Public Protector Thuli Madonsela. File Photo: Oupa Mokoena

Pretoria - Members of Parliament have dismissed most of the complaints against Public Protector Thuli Madonsela made by her outgoing deputy as “internal office politics”.

This was how Luwellyn Landers, chairman of the National Assembly’s justice oversight committee, on Tuesday described the bulk of complaints presented against Madonsela’s office by Deputy Public Protector Mamiki Shai.

Shai is to vacate her office on Friday to make way for the new appointment, Kevin Malunga.

She said she had worked under “unbearable” conditions under Madonsela. In the office there were no clear divisions of power and an unsatisfactory delegation of tasks, she claimed. There was also no proper code of conduct or dispute resolution system - and a climate of victimisation when staff members of the 250 to 300-strong public protector’s office wanted to come forward with complaints.

Shai did not want the next deputy public protector to experience what she had experienced, she told the committee.

Shai said she had been determined to finish her seven years in office, but Madonsela was “somebody I would not want to work with or even befriend after the 30th [of this month]”.

“I came as an expert in law with a lot of qualifications and so much to give… It kills the self-esteem when you cannot think unless you are told to think, or initiate unless told to initiate.”

Shai was questioned on a dossier she submitted to Parliament last month. In it she criticised the way Madonsela handled cases and raised allegations of nepotism, favouritism and political bias, as well as depicting Madonsela as power crazy.

The committee also dealt with anonymous complaints forwarded to it.

In a meeting that lasted more than three hours, Shai described how, when she was sick in hospital after a “terrible accident” in 2010, she’d been visited by a senior staffer and pushed to sign a document which, it later emerged, was used to facilitate a bonus for the chief executive of the public protector’s office.

She said the matter was being investigated by the police but was unable to provide the committee with the case number or the name of the investigating officer.

Among Shai’s complaints were the criteria used by Madonsela for sending staff members overseas.

She also complained that “documents are manipulated and signatures pasted on documents - as I had that experience myself”, and alleged that external firms and friends of the chief executive were getting inflated tenders.

An irate Dene Smuts of the DA said the “very busy” committee had sat for hours and “been expected to read documentation at least six inches high from various sources… to attend to what is essentially office politics. I do not think it is appropriate for a committee of the National Assembly to have to attend to such matters,” Smuts said.
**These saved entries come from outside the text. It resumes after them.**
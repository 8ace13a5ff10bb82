//! Job event feed.

use axum::{Router, extract::State, routing::get};
use jobq_common::AppResult;
use jobq_db::entities::job_event;
use serde::Serialize;

use crate::{middleware::AppState, response::ApiResponse};

/// Events returned by the feed.
const FEED_LIMIT: u64 = 50;

/// Audit event response.
#[derive(Debug, Serialize)]
#[serde(rename_all = "camelCase")]
pub struct JobEventResponse {
    pub id: i64,
    pub job_id: i64,
    pub tenant_id: String,
    pub event_type: String,
    pub message: String,
    pub timestamp: String,
}

impl From<job_event::Model> for JobEventResponse {
    fn from(e: job_event::Model) -> Self {
        Self {
            id: e.id,
            job_id: e.job_id,
            tenant_id: e.tenant_id,
            event_type: e.event_type,
            message: e.message,
            timestamp: e.timestamp.to_rfc3339(),
        }
    }
}

/// Latest events, newest first.
async fn recent(State(state): State<AppState>) -> AppResult<ApiResponse<Vec<JobEventResponse>>> {
    let events = state.job_service.recent_events(FEED_LIMIT).await?;
    Ok(ApiResponse::ok(events.into_iter().map(Into::into).collect()))
}

pub fn router() -> Router<AppState> {
    Router::new().route("/", get(recent))
}
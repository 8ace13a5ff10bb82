//! Database repositories.

pub mod job;
pub mod job_event;

pub use job::JobRepository;
pub use job_event::JobEventRepository;
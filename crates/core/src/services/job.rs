//! Job lifecycle service.
//!
//! Owns admission (rate gate, idempotency, concurrency cap), the claim policy
//! and the retry-vs-DLQ decision. Stores persist what this service decides.

use std::sync::Arc;

use chrono::TimeDelta;
use jobq_common::{AppError, AppResult, Config};
use jobq_db::{
    ClaimedJob, InsertOutcome, JobCounts, JobFilter, JobStoreService, NewJob, Transition,
    entities::{JobStatus, job, job_event},
    lease_until, timestamp_now,
};
use sea_orm::prelude::DateTimeWithTimeZone;
use tracing::{debug, info, warn};

use super::event_recorder::{EventRecorderService, event_type};
use super::payload_events::PayloadEventTable;
use super::rate_limit::RateLimiter;

/// Error recorded when a lease runs out before the attempt resolved.
pub const LEASE_EXPIRED_ERROR: &str = "lease expired";

/// Longest tenant id the `job` table accepts.
pub const MAX_TENANT_ID_LEN: usize = 128;

/// Lifecycle settings.
#[derive(Debug, Clone)]
pub struct JobServiceConfig {
    /// Maximum PENDING + RUNNING jobs per tenant.
    pub max_active_jobs: u64,
    /// Retry budget for submissions that do not name one.
    pub default_max_retries: i32,
    /// Lease length handed out on claim.
    pub lease_duration: TimeDelta,
}

impl Default for JobServiceConfig {
    fn default() -> Self {
        Self {
            max_active_jobs: 5,
            default_max_retries: 3,
            lease_duration: TimeDelta::minutes(2),
        }
    }
}

impl From<&Config> for JobServiceConfig {
    fn from(config: &Config) -> Self {
        Self {
            max_active_jobs: config.admission.max_active_jobs,
            default_max_retries: config.admission.default_max_retries,
            lease_duration: TimeDelta::from_std(config.worker.lease_duration())
                .unwrap_or(TimeDelta::MAX),
        }
    }
}

/// A job submission.
#[derive(Debug, Clone, Default)]
pub struct SubmitJobInput {
    pub tenant_id: String,
    pub payload: String,
    pub idempotency_key: Option<String>,
    pub max_retries: Option<i32>,
}

/// How an execution attempt ended.
#[derive(Debug, Clone, PartialEq, Eq)]
pub enum ExecutionOutcome {
    Succeeded,
    Failed(String),
}

/// Job lifecycle service.
#[derive(Clone)]
pub struct JobService {
    store: JobStoreService,
    limiter: RateLimiter,
    events: EventRecorderService,
    payload_events: Arc<PayloadEventTable>,
    config: JobServiceConfig,
}
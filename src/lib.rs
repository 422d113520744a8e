//! Tracked Cache - An in-process expiring key-value store
//!
//! Provides TTL expiration, atomic counters, call counting and history for
//! instrumented operations, call replay, and a fetch-through URL page cache.

pub mod cache;
pub mod config;
pub mod error;
pub mod tasks;
pub mod tracking;
pub mod web;

pub use cache::{shared, KeyValueStore, SharedStore, Value};
pub use config::Config;
pub use error::{CacheError, Result};
pub use tasks::spawn_cleanup_task;
pub use tracking::{replay, Cache, Replay};
pub use web::{Fetcher, HttpFetcher, UrlCache};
“A filter will have to be found to ensure something like this does not progress to this point again.”

Shai “has not been a happy camper… this is clear. But her season is now over. I don’t wish to express sympathy or otherwise, that would not be appropriate.

“What we have to establish is whether there have been actual offences [or] potential disciplinary transgressions... the appropriate place to take that matter further is when we invite the public protector herself early in the new year.”

Landers said the committee had agreed to look at the complaints because Madonsela had asked it to. He would highlight issues she should respond to when she attends a committee meeting next year.